Craig Scott NDP Toronto—Danforth, ON

To clarify, in previous instances where it's been operating in that fashion, with the view that it's effectively an implicit procedure within the act, it's also been in cases of parliamentary privilege. There have not been consultations based on, “Oh, we think there are confidentiality issues”, or “They're not picking up privacy or other issues”; it is clearly that there have been instances, apart from the Auditor General situation, where consultation relating to parliamentary privilege has been brought up.

11:55 a.m.

Deputy Law Clerk and Parliamentary Counsel, House of Commons

Richard Denis

Yes, Mr. Chair, and specifically on the occasions we've had in the past, when situations were directly related to parliamentary privilege, because we also get a lot of situations that deal with things that are not privileged.

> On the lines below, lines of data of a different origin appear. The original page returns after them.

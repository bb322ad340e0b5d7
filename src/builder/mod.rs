//! Inline construction of whole machines.
//!
//! [`InlineBuilder`] and the [`inline_machine!`](crate::inline_machine) macro
//! declare states and transitions by name and resolve every name into a
//! linked graph before handing back a usable machine.

pub mod error;
pub mod inline;
pub mod macros;

pub use error::BuildError;
pub use inline::{InlineBuilder, TransitionSpec};
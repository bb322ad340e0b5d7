//! Records of fired transitions.
//!
//! A [`StateTransition`] is handed to every subscriber when a transition
//! fires. Machines configured to track history also keep them, in order,
//! in a [`StateHistory`].

use chrono::{DateTime, Utc};
use serde::{Deserialize, Serialize};
use std::time::Duration;

/// Record of a single fired transition.
///
/// The record is a snapshot: it owns copies of the state names and is not
/// affected by anything the machine does afterwards.
///
/// # Example
///
/// ```rust
/// use fsms::core::StateTransition;
///
/// let record = StateTransition::new("off", "on", "switch");
///
/// assert_eq!(record.from, "off");
/// assert_eq!(record.to, "on");
/// assert_eq!(record.event, "switch");
/// ```
#[derive(Clone, Debug, PartialEq, Serialize, Deserialize)]
pub struct StateTransition {
    /// Name of the state before the transition fired
    pub from: String,
    /// Name of the state the transition moved to
    pub to: String,
    /// Event label that triggered the transition
    pub event: String,
    /// When the transition fired
    pub timestamp: DateTime<Utc>,
}

impl StateTransition {
    /// Create a record stamped with the current time.
    pub fn new(from: impl Into<String>, to: impl Into<String>, event: impl Into<String>) -> Self {
        Self {
            from: from.into(),
            to: to.into(),
            event: event.into(),
            timestamp: Utc::now(),
        }
    }

    /// Whether the transition left the machine in the state it started from.
    pub fn is_self_loop(&self) -> bool {
        self.from == self.to
    }
}

/// Ordered history of fired transitions.
///
/// # Example
///
/// ```rust
/// use fsms::core::{StateHistory, StateTransition};
///
/// let mut history = StateHistory::new();
/// history.record(StateTransition::new("PENDING", "READY", "advance"));
/// history.record(StateTransition::new("READY", "RUNNING", "advance"));
///
/// assert_eq!(history.get_path(), vec!["PENDING", "READY", "RUNNING"]);
/// ```
#[derive(Clone, Debug, Default, Serialize, Deserialize)]
pub struct StateHistory {
    transitions: Vec<StateTransition>,
}

impl StateHistory {
    pub fn new() -> Self {
        Self {
            transitions: Vec::new(),
        }
    }

    /// Append a transition record.
    pub fn record(&mut self, transition: StateTransition) {
        self.transitions.push(transition);
    }

    /// Names of the states traversed: the first source, then each target.
    pub fn get_path(&self) -> Vec<&str> {
        let mut path = Vec::with_capacity(self.transitions.len() + 1);
        if let Some(first) = self.transitions.first() {
            path.push(first.from.as_str());
        }
        for transition in &self.transitions {
            path.push(transition.to.as_str());
        }
        path
    }

    /// Time elapsed between the first and last recorded transition.
    ///
    /// Returns `None` when nothing has been recorded.
    pub fn duration(&self) -> Option<Duration> {
        if let (Some(first), Some(last)) = (self.transitions.first(), self.transitions.last()) {
            let duration = last.timestamp.signed_duration_since(first.timestamp);
            duration.to_std().ok()
        } else {
            None
        }
    }

    /// All recorded transitions in order.
    pub fn transitions(&self) -> &[StateTransition] {
        &self.transitions
    }

    /// Recorded transitions that were triggered by `event`.
    pub fn by_event<'a>(&'a self, event: &'a str) -> impl Iterator<Item = &'a StateTransition> {
        self.transitions.iter().filter(move |t| t.event == event)
    }

    pub fn len(&self) -> usize {
        self.transitions.len()
    }

    pub fn is_empty(&self) -> bool {
        self.transitions.is_empty()
    }
}
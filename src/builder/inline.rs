//! Builder that declares a whole graph by state name and links it in one pass.

use crate::builder::error::BuildError;
use crate::config::MachineConfig;
use crate::core::{Action, Guard, Transition};
use crate::machine::Machine;
use tracing::{debug, warn};

/// A transition described by state names instead of handles.
pub struct TransitionSpec<C> {
    event: String,
    source: String,
    target: String,
    guard: Option<Guard<C>>,
    action: Option<Action<C>>,
}

impl<C> TransitionSpec<C> {
    pub fn new(
        event: impl Into<String>,
        source: impl Into<String>,
        target: impl Into<String>,
    ) -> Self {
        Self {
            event: event.into(),
            source: source.into(),
            target: target.into(),
            guard: None,
            action: None,
        }
    }

    /// Add a guard (optional).
    pub fn guard<F>(mut self, predicate: F) -> Self
    where
        F: Fn(&mut C) -> bool + Send + Sync + 'static,
    {
        self.guard = Some(Guard::new(predicate));
        self
    }

    /// Add an action (optional).
    pub fn action<F>(mut self, effect: F) -> Self
    where
        F: Fn(&mut C) + Send + Sync + 'static,
    {
        self.action = Some(Action::new(effect));
        self
    }

    pub fn event(&self) -> &str {
        &self.event
    }

    pub fn source(&self) -> &str {
        &self.source
    }

    pub fn target(&self) -> &str {
        &self.target
    }
}

/// Builds a fully linked machine from state names.
///
/// States are registered in the order given. The initial state and every
/// transition's source and target are then resolved by name, first match
/// wins. If any name fails to resolve, [`build`](Self::build) returns an
/// error and no machine.
///
/// # Example
///
/// ```rust
/// use fsms::builder::{InlineBuilder, TransitionSpec};
///
/// let mut jobs = InlineBuilder::<()>::new("jobs", "PENDING")
///     .states(["PENDING", "READY", "RUNNING", "DONE"])
///     .transition(TransitionSpec::new("advance", "PENDING", "READY"))
///     .transition(TransitionSpec::new("advance", "READY", "RUNNING"))
///     .transition(TransitionSpec::new("advance", "RUNNING", "DONE"))
///     .build()
///     .unwrap();
///
/// jobs.transition("advance");
/// assert_eq!(jobs.state_name().as_deref(), Some("READY"));
/// ```
pub struct InlineBuilder<C> {
    name: String,
    initial: String,
    states: Vec<String>,
    transitions: Vec<TransitionSpec<C>>,
    config: MachineConfig,
}

impl<C> InlineBuilder<C> {
    pub fn new(name: impl Into<String>, initial: impl Into<String>) -> Self {
        Self {
            name: name.into(),
            initial: initial.into(),
            states: Vec::new(),
            transitions: Vec::new(),
            config: MachineConfig::default(),
        }
    }

    /// Add one state label.
    pub fn state(mut self, name: impl Into<String>) -> Self {
        self.states.push(name.into());
        self
    }

    /// Add several state labels, keeping their order.
    pub fn states<I, S>(mut self, names: I) -> Self
    where
        I: IntoIterator<Item = S>,
        S: Into<String>,
    {
        self.states.extend(names.into_iter().map(Into::into));
        self
    }

    /// Add a transition descriptor.
    pub fn transition(mut self, spec: TransitionSpec<C>) -> Self {
        self.transitions.push(spec);
        self
    }

    /// Add several transition descriptors, keeping their order.
    pub fn transitions(mut self, specs: impl IntoIterator<Item = TransitionSpec<C>>) -> Self {
        self.transitions.extend(specs);
        self
    }

    pub fn config(mut self, config: MachineConfig) -> Self {
        self.config = config;
        self
    }

    /// Build the machine with a default context.
    pub fn build(self) -> Result<Machine<C>, BuildError>
    where
        C: Default,
    {
        self.build_with_context(C::default())
    }

    /// Build the machine around `context`.
    pub fn build_with_context(self, context: C) -> Result<Machine<C>, BuildError> {
        let InlineBuilder {
            name,
            initial,
            states,
            transitions,
            config,
        } = self;

        let mut machine = Machine::with_config(name, context, config);
        for state in &states {
            machine.add_state(state);
        }

        let initial_id = machine.find_state(&initial).map_err(|_| {
            warn!(machine = %machine.name(), initial = %initial, "initial state not found");
            BuildError::UnresolvedInitialState {
                machine: machine.name().to_string(),
                name: initial.clone(),
            }
        })?;
        machine.set_initial_state(initial_id)?;

        let count = transitions.len();
        for spec in transitions {
            let source = machine
                .find_state(&spec.source)
                .map_err(|_| BuildError::UnresolvedSource {
                    machine: machine.name().to_string(),
                    event: spec.event.clone(),
                    name: spec.source.clone(),
                })?;
            let target = machine
                .find_state(&spec.target)
                .map_err(|_| BuildError::UnresolvedTarget {
                    machine: machine.name().to_string(),
                    event: spec.event.clone(),
                    name: spec.target.clone(),
                })?;

            let transition = Transition::with_callbacks(spec.event, target, spec.guard, spec.action);
            machine.register_transition(source, transition)?;
        }

        debug!(
            machine = %machine.name(),
            states = states.len(),
            transitions = count,
            "inline machine built"
        );
        Ok(machine)
    }
}
//! Outcome of a dispatch and the scan that decides it.

use crate::config::DispatchPolicy;

/// What a call to [`Machine::transition`](crate::Machine::transition) did.
#[derive(Debug, Clone, Copy, PartialEq, Eq)]
pub enum Dispatch {
    /// One or more transitions fired
    Fired(usize),

    /// Matching transitions existed but none was allowed to fire
    Blocked,

    /// No transition of the current state listens for the event
    NoMatch,

    /// The machine has no current state yet
    Uninitialized,
}

impl Dispatch {
    /// Whether the current state may have changed.
    pub fn fired(&self) -> bool {
        matches!(self, Self::Fired(_))
    }

    /// Number of transitions that fired.
    pub fn count(&self) -> usize {
        match self {
            Self::Fired(n) => *n,
            _ => 0,
        }
    }
}

/// Next move of the scan after a transition matched the event.
#[derive(Debug, Clone, Copy, PartialEq, Eq)]
pub(crate) enum Step {
    Fire,
    FireAndHalt,
    Skip,
    Halt,
}

/// Scan over the matching transitions of one state.
pub(crate) struct Scan {
    policy: DispatchPolicy,
    fired: usize,
    blocked: bool,
}

impl Scan {
    pub fn new(policy: DispatchPolicy) -> Self {
        Self {
            policy,
            fired: 0,
            blocked: false,
        }
    }

    /// Decide what to do with a matching transition given its guard result.
    pub fn on_match(&mut self, allowed: bool) -> Step {
        if !allowed {
            self.blocked = true;
            return match self.policy {
                DispatchPolicy::HaltOnBlocked | DispatchPolicy::FirstMatch => Step::Halt,
                DispatchPolicy::SkipBlocked => Step::Skip,
            };
        }

        self.fired += 1;
        match self.policy {
            DispatchPolicy::FirstMatch => Step::FireAndHalt,
            DispatchPolicy::HaltOnBlocked | DispatchPolicy::SkipBlocked => Step::Fire,
        }
    }

    pub fn outcome(&self) -> Dispatch {
        if self.fired > 0 {
            Dispatch::Fired(self.fired)
        } else if self.blocked {
            Dispatch::Blocked
        } else {
            Dispatch::NoMatch
        }
    }
}

#[cfg(test)]
mod tests {
    use super::*;

    fn run(policy: DispatchPolicy, guards: &[bool]) -> (Vec<Step>, Dispatch) {
        let mut scan = Scan::new(policy);
        let mut steps = Vec::new();
        for &allowed in guards {
            let step = scan.on_match(allowed);
            steps.push(step);
            if matches!(step, Step::Halt | Step::FireAndHalt) {
                break;
            }
        }
        (steps, scan.outcome())
    }

    #[test]
    fn empty_scan_is_no_match() {
        let (steps, outcome) = run(DispatchPolicy::HaltOnBlocked, &[]);
        assert!(steps.is_empty());
        assert_eq!(outcome, Dispatch::NoMatch);
    }

    #[test]
    fn halt_on_blocked_halts_on_first_refusal() {
        let (steps, outcome) = run(DispatchPolicy::HaltOnBlocked, &[false, true]);
        assert_eq!(steps, vec![Step::Halt]);
        assert_eq!(outcome, Dispatch::Blocked);
    }

    #[test]
    fn halt_on_blocked_fires_until_refusal() {
        let (steps, outcome) = run(DispatchPolicy::HaltOnBlocked, &[true, true, false, true]);
        assert_eq!(steps, vec![Step::Fire, Step::Fire, Step::Halt]);
        assert_eq!(outcome, Dispatch::Fired(2));
    }

    #[test]
    fn first_match_considers_one_transition() {
        let (steps, outcome) = run(DispatchPolicy::FirstMatch, &[true, true]);
        assert_eq!(steps, vec![Step::FireAndHalt]);
        assert_eq!(outcome, Dispatch::Fired(1));

        let (steps, outcome) = run(DispatchPolicy::FirstMatch, &[false, true]);
        assert_eq!(steps, vec![Step::Halt]);
        assert_eq!(outcome, Dispatch::Blocked);
    }

    #[test]
    fn skip_blocked_tries_every_match() {
        let (steps, outcome) = run(DispatchPolicy::SkipBlocked, &[false, true, false]);
        assert_eq!(steps, vec![Step::Skip, Step::Fire, Step::Skip]);
        assert_eq!(outcome, Dispatch::Fired(1));

        let (_, outcome) = run(DispatchPolicy::SkipBlocked, &[false, false]);
        assert_eq!(outcome, Dispatch::Blocked);
    }

    #[test]
    fn dispatch_reports_count() {
        assert_eq!(Dispatch::Fired(3).count(), 3);
        assert!(Dispatch::Fired(1).fired());
        assert_eq!(Dispatch::Blocked.count(), 0);
        assert!(!Dispatch::NoMatch.fired());
        assert!(!Dispatch::Uninitialized.fired());
    }
}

In the specific case of documents that we consider covered by privilege, up until this situation the departments accepted our position that the documents were covered by privilege. Of course, we don't know exactly what happens once we tell them that it's covered by privilege, because there's a process for them to go ahead with and we're not informed. We assume that they accept the position; we don't hear back.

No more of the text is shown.